Chapitre 23 - Une évasion

Par Keina

Plus infime que l’atome, plus évanescente que l’air, elle explorait les eaux, les montagnes, les déserts, les forêts ; chevauchait les tempêtes, glissait sur les marées, crépitait au cœur des volcans. À la poursuite des fragments d’elle-même, des éclats de son âme. Certaine qu’elle les reconnaîtrait, car elle était née de la Pierre, tout comme l’Imagination qui avait façonné le multivers, comme l’Avaleur de Mémoire qu’elle ne devait pas tirer de son sommeil. Comme le Royaume, les Mémorieux, les Imaginaires. S’était-elle un jour demandé qui elle était ? Cette nuit, elle le savait. Elle était la Mémoire. La Mémoire portait son empreinte. Elle n’était pas une parenthèse, non. L’Avaleur l’apprendrait bien assez tôt. Pour l’instant ne comptaient que les gemmes, qui refusaient de répondre à son appel…

 

Elle se réveilla dans sa chambre, l’esprit confus et la gorge nauséeuse. Une pluie glacée battait contre les carreaux de sa fenêtre. Le feu qui embrasait l’âtre l’apaisa quelque peu. Au lieu d’investir ses muscles et sa chair, la magie s’était insinuée dans son cerveau, avait manipulé ses sens et ses souvenirs, jusqu’à brouiller entièrement sa perception du monde.

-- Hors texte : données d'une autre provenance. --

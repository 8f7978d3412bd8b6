//! Keyboard control unit
//!
//! - `Esc` exit, `F` fullscreen, `P` pause, `LShift+W` wireframe
//! - `W`/`S` forward/back, `A`/`D` strafe, `Up`/`Down` lift
//! - `Left`/`Right` turn, `F5` reload shaders from disk

use prism_engine::engine_info;
use prism_engine::prism::anim::{AnimContext, Input, KeyCode, Unit};
use prism_engine::prism::Result;

/// Camera speed in units per second
const MOVE_SPEED: f32 = 78.0 / 24.0;

/// Turn speed in degrees per second
const TURN_SPEED: f32 = 780.0 / 24.0;

/// Seconds between frame rate reports
const FPS_REPORT_PERIOD: f32 = 5.0;

/// Per-axis camera motion requested by the held keys, each in [-1, 1]
#[derive(Debug, Clone, Copy, Default, PartialEq)]
pub struct Motion {
    pub forward: f32,
    pub strafe: f32,
    pub lift: f32,
    /// Positive turns right
    pub turn: f32,
}

impl Motion {
    pub fn from_input(input: &Input) -> Self {
        // LShift+W toggles wireframe instead of moving
        let forward_key = if input.key(KeyCode::ShiftLeft) { 0.0 } else { input.key_axis(KeyCode::KeyW) };
        Self {
            forward: forward_key - input.key_axis(KeyCode::KeyS),
            strafe: input.key_axis(KeyCode::KeyD) - input.key_axis(KeyCode::KeyA),
            lift: input.key_axis(KeyCode::ArrowUp) - input.key_axis(KeyCode::ArrowDown),
            turn: input.key_axis(KeyCode::ArrowRight) - input.key_axis(KeyCode::ArrowLeft),
        }
    }

    pub fn is_idle(&self) -> bool {
        *self == Motion::default()
    }
}

#[derive(Debug, Default)]
pub struct Control {
    last_report: f32,
}

impl Control {
    pub fn new() -> Self {
        Self::default()
    }
}

impl Unit for Control {
    fn response(&mut self, ctx: &mut AnimContext) -> Result<()> {
        let input = &ctx.input;
        let exit = input.key_click(KeyCode::Escape);
        let fullscreen = input.key_click(KeyCode::KeyF);
        let pause = input.key_click(KeyCode::KeyP);
        let wireframe = input.key(KeyCode::ShiftLeft) && input.key_click(KeyCode::KeyW);
        let reload = input.key_click(KeyCode::F5);
        let motion = Motion::from_input(input);

        if exit {
            ctx.do_exit();
        }
        if fullscreen {
            ctx.flip_full_screen();
        }
        if pause {
            ctx.timer.toggle_pause();
            engine_info!("prism_demo", "Pause {}", if ctx.timer.is_pause() { "on" } else { "off" });
        }
        if wireframe {
            let on = !ctx.render.is_wireframe();
            ctx.render.set_wireframe(on);
        }
        if reload {
            let reloaded = ctx.render.reload_shaders();
            engine_info!("prism_demo", "{} shader program(s) reloaded", reloaded);
        }

        // Navigation runs on global time so it still works while paused
        let dt = ctx.timer.global_delta_time();
        if !motion.is_idle() {
            let camera = ctx.render.camera_mut();
            let step = (camera.dir() * motion.forward + camera.right() * motion.strafe + camera.up() * motion.lift)
                * (MOVE_SPEED * dt);
            camera.move_by(step);
            camera.rotate_around_up(-motion.turn * TURN_SPEED * dt);
        }

        let now = ctx.timer.global_time();
        if now - self.last_report >= FPS_REPORT_PERIOD {
            self.last_report = now;
            let stats = ctx.render.stats();
            engine_info!(
                "prism_demo",
                "{:.1} fps, {} draw calls, {} vertices",
                ctx.timer.fps(), stats.draw_calls, stats.vertices
            );
        }
        Ok(())
    }
}

#[cfg(test)]
#[path = "control_tests.rs"]
mod tests;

Avant de sombrer dans l’inconscience, il lui sembla qu’elle avait voyagé à travers le multivers, à la recherche de… quoi, au juste ? La veille, Nephir avait évoqué les gemmes. Elle n’eut pas le loisir d’y songer plus longtemps. Le cadenas de la porte fit entendre son cliquetis. Keina se redressa avec circonspection, s’attendant à trouver Mary, comme d’habitude. Mais l’ombre qui se découpa dans la clarté du seuil n’appartenait pas à l’alfine. C’était celle d’Esteban.

Il s’introduisit dans la chambre, se posa sur l’une des deux chaises qui cernaient le foyer et leva ses pupilles ténébreuses sur la silfine médusée. Il s’exprima de la même voix sèche et abrupte, affublée d’un léger accent castillan, qui s’était élevée durant le dîner.

— Vous avez rencontré Anna-Maria. Parlez-moi d’elle.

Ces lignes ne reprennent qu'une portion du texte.